Note Because of the popularity of the Red Hat Package Management (RPM) format for packaging software, many software packages are available on the Internet in RPM format. If the RPM version matches your processor type, you can install the package without building and compiling the package. See Chapter 5 for information on working with RPM packages.
1.6. Primary Advantages Of Linux
When compared to different commercially available operating systems, Linux's best assets are its price and its reliability. Most people know that its initial price is free (or at least under $100 when it comes in a box or with a book). However, when people talk about Linux’s affordability, they are usually thinking of its total cost, which includes the capability of using inexpensive hardware and compatible free add-on applications.
Although commercial operating systems tend to encourage upgrading to later hardware, Linux doesn’t. In terms of reliability, the general consensus is that Linux is comparable to many commercial UNIX systems but more reliable than most desktop-oriented operating systems. This is especially true if you rely on your computer system to stay up because it is a Web server or a file server.
Another advantage of using Linux is that help is always available on the Internet. There is probably someone out there in a Linux newsgroup who is willing to help you get around your problem. Because the source code is available, if you need something fixed you can even patch the code yourself! On the other hand, I’ve seen commercial operating system vendors sit on reported problems for months without fixing them. Remember that the culture of Linux is one that thrives on people helping other people.
Note If you have general questions about Red Hat Linux, try the linux.redhat.misc newsgroup. For specific questions about networking or hardware, try comp.os.linux.networking and comp.os.linux.hardware, respectively.
1.7. What Is Red Hat Linux?
Having directories of software packages floating extraneously around the Internet was not a bad way for hackers to share software. However, for Linux to be acceptable to a less technical population of computer users, it needed to be simple to install and use. Likewise, businesses that were thinking about committing their mission-critical applications to a computer system would want to know that this system had been carefully tested.
To those ends, several companies and organizations began gathering and packaging Linux software together into usable forms called distributions. The main goal of a Linux distribution is to make the hundreds of unrelated software packages that make up Linux work together as a cohesive whole. The most popular distribution is Red Hat Linux.
Red Hat Linux is a commercial product produced by Red Hat Software, Inc. You can walk into a store and buy a boxed set of CDs and manuals. Or you can get Red Hat Linux free by downloading it over the Internet or by installing it from CDs that come with books such as this one.

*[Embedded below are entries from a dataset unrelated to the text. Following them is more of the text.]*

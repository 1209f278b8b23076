mod connection;
mod user_repository;
mod feed_repository;
mod feed_follow_repository;

pub use connection::SqliteStorage;
pub use user_repository::SqliteUserRepository;
pub use feed_repository::SqliteFeedRepository;
pub use feed_follow_repository::SqliteFeedFollowRepository;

The boxed set provides technical support on installation and an extra CD that contains limited and demo versions of commercially available Linux application packages (such as word processors and database applications). Check the Red Hat Web site (http://www.redhat.com/) for details on what is included with Red Hat products.
1.8. Why Choose Red Hat Linux?
To distinguish themselves from other versions of Linux, each distribution adds some extra features. Because most of the power features are already built-in, most enhancements for a particular distribution exist to make it easier to install, configure, and use Linux. Also, because there are different software packages available to do the same jobs (such as window managers or a particular server type), a distribution can distinguish itself by which packages it chooses to include and feature.

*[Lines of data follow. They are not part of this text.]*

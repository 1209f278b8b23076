use rusqlite::{Connection, OptionalExtension, Row};
use uuid::Uuid;

use crate::domain::{FeedFollow, FeedFollowDetails};
use crate::errors::{GatorError, GatorResult};
use crate::storage::sqlite::SqliteStorage;
use crate::storage::traits::FeedFollowRepository;

const DETAILS_QUERY: &str = "
    SELECT ff.id, ff.created_at, ff.updated_at, ff.user_id, ff.feed_id, users.name, feeds.name
    FROM feed_follows ff
    JOIN users ON users.id = ff.user_id
    JOIN feeds ON feeds.id = ff.feed_id";

pub struct SqliteFeedFollowRepository {
    storage: SqliteStorage,
}

impl SqliteFeedFollowRepository {
    pub fn new(storage: SqliteStorage) -> Self {
        Self { storage }
    }

    fn from_row(row: &Row<'_>) -> rusqlite::Result<FeedFollowDetails> {
        Ok(FeedFollowDetails {
            follow: FeedFollow {
                id: row.get(0)?,
                created_at: row.get(1)?,
                updated_at: row.get(2)?,
                user_id: row.get(3)?,
                feed_id: row.get(4)?,
            },
            user_name: row.get(5)?,
            feed_name: row.get(6)?,
        })
    }

    // Takes the already-locked connection so create can read back its own row.
    fn find(
        conn: &Connection,
        user_id: Uuid,
        feed_id: Uuid,
    ) -> GatorResult<Option<FeedFollowDetails>> {
        let mut stmt = conn.prepare(&format!(
            "{DETAILS_QUERY} WHERE ff.user_id = ?1 AND ff.feed_id = ?2"
        ))?;
        Ok(stmt
            .query_row((&user_id, &feed_id), Self::from_row)
            .optional()?)
    }
}

impl FeedFollowRepository for SqliteFeedFollowRepository {
    fn create_feed_follow(&self, follow: &FeedFollow) -> GatorResult<FeedFollowDetails> {
        let conn = self.storage.connection()?;
        conn.execute(
            "INSERT INTO feed_follows (id, created_at, updated_at, user_id, feed_id)
             VALUES (?1, ?2, ?3, ?4, ?5)",
            (
                &follow.id,
                &follow.created_at,
                &follow.updated_at,
                &follow.user_id,
                &follow.feed_id,
            ),
        )
        .map_err(|e| {
            GatorError::from_insert(
                e,
                format!("follow of feed {} by user {}", follow.feed_id, follow.user_id),
            )
        })?;

        Self::find(&conn, follow.user_id, follow.feed_id)?.ok_or_else(|| {
            GatorError::NotFound(format!("follow {}", follow.id))
        })
    }

    fn get_feed_follow(
        &self,
        user_id: Uuid,
        feed_id: Uuid,
    ) -> GatorResult<Option<FeedFollowDetails>> {
        let conn = self.storage.connection()?;
        Self::find(&conn, user_id, feed_id)
    }

    fn get_feed_follows_for_user(&self, user_id: Uuid) -> GatorResult<Vec<FeedFollowDetails>> {
        let conn = self.storage.connection()?;
        let mut stmt = conn.prepare(&format!(
            "{DETAILS_QUERY} WHERE ff.user_id = ?1 ORDER BY ff.rowid"
        ))?;

        let follows = stmt.query_map([&user_id], Self::from_row)?;
        follows.collect::<Result<Vec<_>, _>>().map_err(GatorError::from)
    }

    fn delete_feed_follow_by_user(&self, user_id: Uuid, feed_id: Uuid) -> GatorResult<usize> {
        let conn = self.storage.connection()?;
        let removed = conn.execute(
            "DELETE FROM feed_follows WHERE user_id = ?1 AND feed_id = ?2",
            (&user_id, &feed_id),
        )?;
        Ok(removed)
    }
}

Red Hat Linux has set itself apart from other Linux distributions in these ways:
___ Software packaging - Red Hat Software, Inc. created the Red Hat Package Management (RPM) method of packaging Linux. RPMs allow less technically savvy users to easily install Linux software. With RPM tools, you can install from CD, hard disk, over your LAN, or over the Internet. It’s easy to track which packages are installed or to look at the contents of a package. Because RPM is available to the Linux community, it has become one of the de facto standards for packaging Linux software.

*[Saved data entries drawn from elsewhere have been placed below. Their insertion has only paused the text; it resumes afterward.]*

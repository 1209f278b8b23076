use tracing::{debug, info};

use crate::domain::{Feed, FeedFollow, FeedFollowDetails, FeedWithOwner, User};
use crate::errors::GatorResult;
use crate::sources::validate_url;
use crate::storage::traits::{FeedFollowRepository, FeedRepository};

/// Result of asking for a follow that may already exist.
#[derive(Debug, Clone)]
pub enum FollowOutcome {
    Created(FeedFollowDetails),
    AlreadyFollowing(FeedFollowDetails),
}

impl FollowOutcome {
    pub fn details(&self) -> &FeedFollowDetails {
        match self {
            FollowOutcome::Created(details) | FollowOutcome::AlreadyFollowing(details) => details,
        }
    }

    pub fn is_new(&self) -> bool {
        matches!(self, FollowOutcome::Created(_))
    }
}

/// Feed ownership and follow management.
pub struct FeedService<F: FeedRepository, FF: FeedFollowRepository> {
    feeds: F,
    follows: FF,
}

impl<F: FeedRepository, FF: FeedFollowRepository> FeedService<F, FF> {
    pub fn new(feeds: F, follows: FF) -> Self {
        Self { feeds, follows }
    }

    /// Add a feed owned by `user` and follow it on their behalf
    pub fn add(&self, user: &User, name: &str, url: &str) -> GatorResult<(Feed, FollowOutcome)> {
        validate_url(url)?;

        let feed = self
            .feeds
            .create_feed(&Feed::new(name.to_string(), url.to_string(), user.id))?;
        info!(feed = %feed.name, url = %feed.url, owner = %user.name, "created feed");

        let follow = self.ensure_follow(user, &feed)?;
        Ok((feed, follow))
    }

    /// List all feeds with their owners
    pub fn list(&self) -> GatorResult<Vec<FeedWithOwner>> {
        self.feeds.get_feeds()
    }

    /// Follow the feed registered under `url`
    pub fn follow(&self, user: &User, url: &str) -> GatorResult<FollowOutcome> {
        let feed = self.feeds.get_feed_by_url(url)?;
        self.ensure_follow(user, &feed)
    }

    /// Create the follow row unless the user already follows the feed.
    ///
    /// Both `addfeed` and `follow` go through here so a (user, feed) pair
    /// never gets a second row.
    pub fn ensure_follow(&self, user: &User, feed: &Feed) -> GatorResult<FollowOutcome> {
        if let Some(existing) = self.follows.get_feed_follow(user.id, feed.id)? {
            debug!(user = %user.name, feed = %feed.name, "follow already exists");
            return Ok(FollowOutcome::AlreadyFollowing(existing));
        }

        let details = self
            .follows
            .create_feed_follow(&FeedFollow::new(user.id, feed.id))?;
        info!(user = %details.user_name, feed = %details.feed_name, "created follow");
        Ok(FollowOutcome::Created(details))
    }

    /// Feeds the user follows, oldest follow first
    pub fn following(&self, user: &User) -> GatorResult<Vec<FeedFollowDetails>> {
        self.follows.get_feed_follows_for_user(user.id)
    }

    /// Stop following the feed at `url`. Returns the feed and whether a
    /// follow was actually removed.
    pub fn unfollow(&self, user: &User, url: &str) -> GatorResult<(Feed, bool)> {
        let feed = self.feeds.get_feed_by_url(url)?;
        let removed = self.follows.delete_feed_follow_by_user(user.id, feed.id)?;
        if removed > 0 {
            info!(user = %user.name, feed = %feed.name, "removed follow");
        }
        Ok((feed, removed > 0))
    }
}
pub mod cli;
pub mod config;
pub mod domain;
pub mod errors;
pub mod logging;
pub mod services;
pub mod sources;
pub mod storage;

___ Easy installation - The Red Hat Linux installation process provides easy steps for installing Linux. During installation, Red Hat also helps you take the first few steps toward configuring Linux. You can choose which packages to install and how to partition your hard disk. You can even get your desktop GUI ready to go by configuring your video card, user accounts, and even your network.
___ UNIX System V–style run-level scripts - To have your system services (daemon processes) start up and shut down in an organized way, Red Hat Linux uses the UNIX System V mechanism for starting and stopping services. Shell scripts (that are easy to read and change) are contained in subdirectories of /etc. When the run level changes, such as when the system boots up or you change to single-user mode, messages tell you whether each service started correctly or failed to execute properly (a very nice feature!). Chapter 12 describes how to use run-level scripts.
___ Desktop environments (Gnome and KDE) - To make it easier to use Linux, Red Hat Linux is ready to use the Gnome or KDE desktop environments. Gnome is installed by default and offers some nice features that include drag-and-drop protocols and windows that operate like window shades. KDE is another popular desktop manager that includes several tools, such as the KDE Control Center for configuring the desktop and the KOrganizer for managing appointments.
___ Administration tools - There are some helpful configuration tools for setting up some of the trickier tasks in Linux. Several different GUI tools provide a graphical, form-driven interface for configuring networking, users, file systems, and initialization services. Instead of creating obtuse command lines or having to create tricky configuration files, these graphical tools can set up those files automatically.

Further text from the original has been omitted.